« Ce film ne vise qu’à distraire. L’action se situe au Moyen-Orient. Les événements actuels lui donneront sans doute un relief que nous ne souhaitions pas. Notre équipe est composée des chrétiens, de juifs, de musulmans. Nous sommes des amis. Nous comptons bien le rester ». Cet avertissement, ajouté in extremis avant même que ne débute le générique du film, ne se comprend que si l’on prend la peine de resituer La Valise dans son contexte historique. Projeté en pleine Guerre du Kippour, puisque le film est sorti quelques jours après le début des hostilités, le 11 octobre 1973, la Valise est, au-delà de toute considération qualitative, un film rare car un film qu'on ne fera plus. Il suffit de se souvenir du "tollé" de The Interview (même si on est en droit de se demander où s'arrête la réalité et où commence la promo) pour se rendre compte que peu de comédies peuvent encore aujourd'hui se moquer de relations internationales compliquées, d'enjeux politico-religieux délicats, le tout en s'arrangeant pour que chacun en prenne plein son grade à valeur égale.

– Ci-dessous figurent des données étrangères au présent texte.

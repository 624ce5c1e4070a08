// Tue Jan 13 2026 - Alex

use serde::Serialize;
use std::sync::atomic::{AtomicU64, Ordering};
use std::time::Duration;

/// Counters shared by all workers of one run. Every field is updated on its
/// own; no two counters are ever updated together under one lock.
#[derive(Debug, Default)]
pub struct RunAggregate {
    bytes_scanned: AtomicU64,
    total_matches: AtomicU64,
    files_with_matches: AtomicU64,
    files_scanned: AtomicU64,
    files_too_small: AtomicU64,
    files_unreadable: AtomicU64,
}

impl RunAggregate {
    pub fn new() -> Self {
        Self::default()
    }

    pub fn add_bytes(&self, bytes: u64) {
        self.bytes_scanned.fetch_add(bytes, Ordering::Relaxed);
    }

    pub fn add_match(&self) {
        self.total_matches.fetch_add(1, Ordering::Relaxed);
    }

    pub fn add_file_with_matches(&self) {
        self.files_with_matches.fetch_add(1, Ordering::Relaxed);
    }

    pub fn add_scanned_file(&self) {
        self.files_scanned.fetch_add(1, Ordering::Relaxed);
    }

    pub fn add_too_small(&self) {
        self.files_too_small.fetch_add(1, Ordering::Relaxed);
    }

    pub fn add_unreadable(&self) {
        self.files_unreadable.fetch_add(1, Ordering::Relaxed);
    }

    /// Snapshot the counters. Only meaningful once every worker has joined.
    pub fn finalize(&self, files_total: usize, workers: usize, elapsed: Duration) -> RunSummary {
        RunSummary {
            files_total: files_total as u64,
            files_scanned: self.files_scanned.load(Ordering::Relaxed),
            files_with_matches: self.files_with_matches.load(Ordering::Relaxed),
            files_too_small: self.files_too_small.load(Ordering::Relaxed),
            files_unreadable: self.files_unreadable.load(Ordering::Relaxed),
            total_matches: self.total_matches.load(Ordering::Relaxed),
            bytes_scanned: self.bytes_scanned.load(Ordering::Relaxed),
            workers,
            elapsed_secs: elapsed.as_secs_f64(),
            elapsed,
        }
    }
}

#[derive(Debug, Clone, PartialEq, Serialize)]
pub struct RunSummary {
    pub files_total: u64,
    pub files_scanned: u64,
    pub files_with_matches: u64,
    pub files_too_small: u64,
    pub files_unreadable: u64,
    pub total_matches: u64,
    pub bytes_scanned: u64,
    pub workers: usize,
    pub elapsed_secs: f64,
    #[serde(skip)]
    pub elapsed: Duration,
}

impl RunSummary {
    pub fn bytes_per_second(&self) -> f64 {
        let secs = self.elapsed.as_secs_f64();
        if secs > 0.0 {
            self.bytes_scanned as f64 / secs
        } else {
            0.0
        }
    }

    pub fn files_skipped(&self) -> u64 {
        self.files_too_small + self.files_unreadable
    }
}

Car Veber n'épargne personne dans son scénario : le rapport des Juifs et de l'argent, les Arabes antisémites, les Français fainéants et syndicalistes, tout le monde y passe dans la joie et l'allégresse, au son de quelques répliques savoureuses même si rares, privilégiant la succession de malchance comme à l'âge d'or du burlesque. On sent dans le scénario la patte de Veber, indéniablement, mais on sent aussi que la sauce prend moins bien avec Lautner, plus habitué à la mécanique comique verbale d'un Audiard. Du coup, quelques moments de mou plombent un peu le film, et l'ensemble manque parfois d'un timing plus précis, plus chirurgical au niveau du montage et du cadrage, comme saura justement le faire Veber plus tard.
Il n'en demeure pas moins que La Valise se laisse agréablement regarder, que la moustache de Marielle et les bras, gros eux aussi, de Constantin remplissent à merveille leurs missions, et que le charme de Mireille Darc n'a pas diminué depuis la sortie du film. Sympatoche.